Agriculture Biologique
Passer d’un marché de niche à un marché de masse ne s’improvise pas

Cédric Michelin
-

Le changement d’échelle de l’agriculture biologique impose une restructuration complète de la filière. Il mobilise tous les acteurs de la recherche, de la production et de la distribution.

Passer d’un marché de niche à un marché de masse ne s’improvise pas

Si 25 % de la SAU de l’Union européenne est convertie en bio en 2030, l’agriculture biologique européenne sera un marché de masse. 20 % de la production agricole européenne sera en effet certifiée bio.

« Le changement d’échelle de l’agriculture biologique » auquel est d’ores et déjà confronté l’ensemble des acteurs de la filière, de la recherche à la distribution, était le thème de la conférence organisée par l’Inrae et l’Institut de recherche de l’agriculture biologique suisse (FIBL) au dernier Salon international de l’agriculture Porte de Versailles à Paris.

Le 2 mars dernier, trois intervenants ont montré que l’ensemble de la filière bio devra adopter des stratégies assez similaires à n’importe quel secteur d’activité de dimension industrielle et en même temps spécifiques, puisqu’il s’agit d’agriculture biologique.

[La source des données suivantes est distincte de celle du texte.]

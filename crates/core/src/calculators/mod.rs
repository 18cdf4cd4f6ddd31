//! Closed-form personal-finance calculators.
//!
//! Every calculator follows the same contract: a typed input record goes in,
//! the input is validated field by field, and only then is the result
//! computed. Validation failures come back as
//! [`CoreError::InvalidInput`](crate::errors::CoreError::InvalidInput).

pub mod capital_gains;
pub mod credit_card;
pub mod deposit;
pub mod emi;
pub mod hra;
pub mod income_tax;
pub mod inflation;
pub mod lumpsum;
pub mod retirement;
pub mod roi;
pub mod savings_goal;
pub mod schemes;
pub mod simple_interest;
pub mod sip;
pub mod tds;
pub mod validation;

/// Round a monetary amount to the nearest whole rupee.
pub fn round_currency(value: f64) -> f64 {
    value.round()
}

/// Round a percentage to two decimal places.
pub fn round_pct(value: f64) -> f64 {
    (value * 100.0).round() / 100.0
}

/// Future value of `periods` equal contributions made at the start of each
/// period (annuity-due), growing at `rate` per period.
pub(crate) fn annuity_due_fv(payment: f64, rate: f64, periods: u32) -> f64 {
    if rate == 0.0 {
        return payment * f64::from(periods);
    }
    let growth = (1.0 + rate).powi(periods as i32);
    payment * ((growth - 1.0) / rate) * (1.0 + rate)
}

/// Per-period contribution needed for an annuity-due to reach `target`.
pub(crate) fn annuity_due_payment(target: f64, rate: f64, periods: u32) -> f64 {
    if periods == 0 {
        return 0.0;
    }
    let factor = annuity_due_fv(1.0, rate, periods);
    target / factor
}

Selon Guillaume Martin, directeur de recherche à l’Inrae, les exploitations bio polyculture-élevage doivent associer des productions de monogastriques et de ruminants lorsqu’elles s’agrandissent. La spécialisation « tout monogastrique » ou « tout ruminant » rend les systèmes de production plus vulnérables au parasitisme et le bilan azoté des terres est juste équilibré. Alors qu’en conduisant concomitamment un troupeau de bovins et un atelier de volailles de chair en plein air, le bilan azoté est positif (jusqu’à 45 unités d’azote par hectare) et les bovins pâturant les prairies réduisent la prédation des renards.

Semences sélectionnées

En changeant d’échelle, l’agriculture biologique aura aussi besoin de plus de semences certifiées biologiques. Alors que depuis le 1er janvier 2022, le nouveau règlement européen bio 2018/848 entré en application restreint fortement l’usage de matériel de reproduction végétale qui n’est pas certifié bio (graines et de plants non bio) pour implanter des parcelles dédiées à l’agriculture biologique. Par ailleurs, Lucius Tamm, du département des sciences des plantes de la FIBL, a montré que la sélection de variétés de plantes cultivées en bio devra cibler la résistance à la sécheresse et aux maladies. Par exemple, une variété lupin blanc faiblement sensible à l’anthracnose, une maladie cryptogamique, a ainsi été sélectionnée par marquage génétique pour être cultivée en bio. Enfin, l’Institut suisse intensifiera la sélection par la biodiversité fonctionnelle, adaptée aux pratiques agricoles des paysans. Celle-ci développe des concepts de mélanges de variétés de blé ou de blé et d’oléo-protéagineux, en vue de révéler quelles sont les meilleures associations.

Plafond de verre

Le changement d’échelle de l’agriculture biologique impose d’avoir un marché de consommateurs conséquent pour passer d’un taux de pénétration de quelques pourcents à 20 %. Mathieu Lambotte, chercheur à l’Inrae, a démontré qu’en réduisant le taux de substituabilité des produits bio par des produits conventionnels, le marché de l’agriculture biologique se consolidera et surtout se développera. Plusieurs leviers sont disponibles. Il s’agit par exemple de réduire la différence de prix entre les produits issus de l’agriculture biologique et les produits issus de l’agriculture conventionnelle : plus elle est faible, moins les produits bio seront substituables. De même, subventionner les prix des produits bio de 20 % augmenterait leur consommation de 40 %. Pour autant, la part de marché des produits bio n’augmentera que de quelques points. Elle n’atteindra pas de sitôt le seuil de 20 %, le plafond de verre de l’agriculture biologique !

Les conversions au bio marquent le pas en 2022

« Les déconversions font beaucoup parler d’elles, mais ce sont surtout les conversions qui ont été mises en attente », veut croire Laure Verdeau, directrice de l’Agence bio, estimant nécessaire de « sanctuariser la consommation ». D’après les chiffres transmis, le nombre de conversions au bio a reculé de 32 % sur un an, passant de 7.706 nouvelles fermes en 2021 à 5.245 en 2022. Le ralentissement est particulièrement marqué en grandes cultures (-55 %), en lait (-54 %), en porcin (-50 %), ainsi qu’en vaches allaitantes et en vin (-49 % et -46 % respectivement).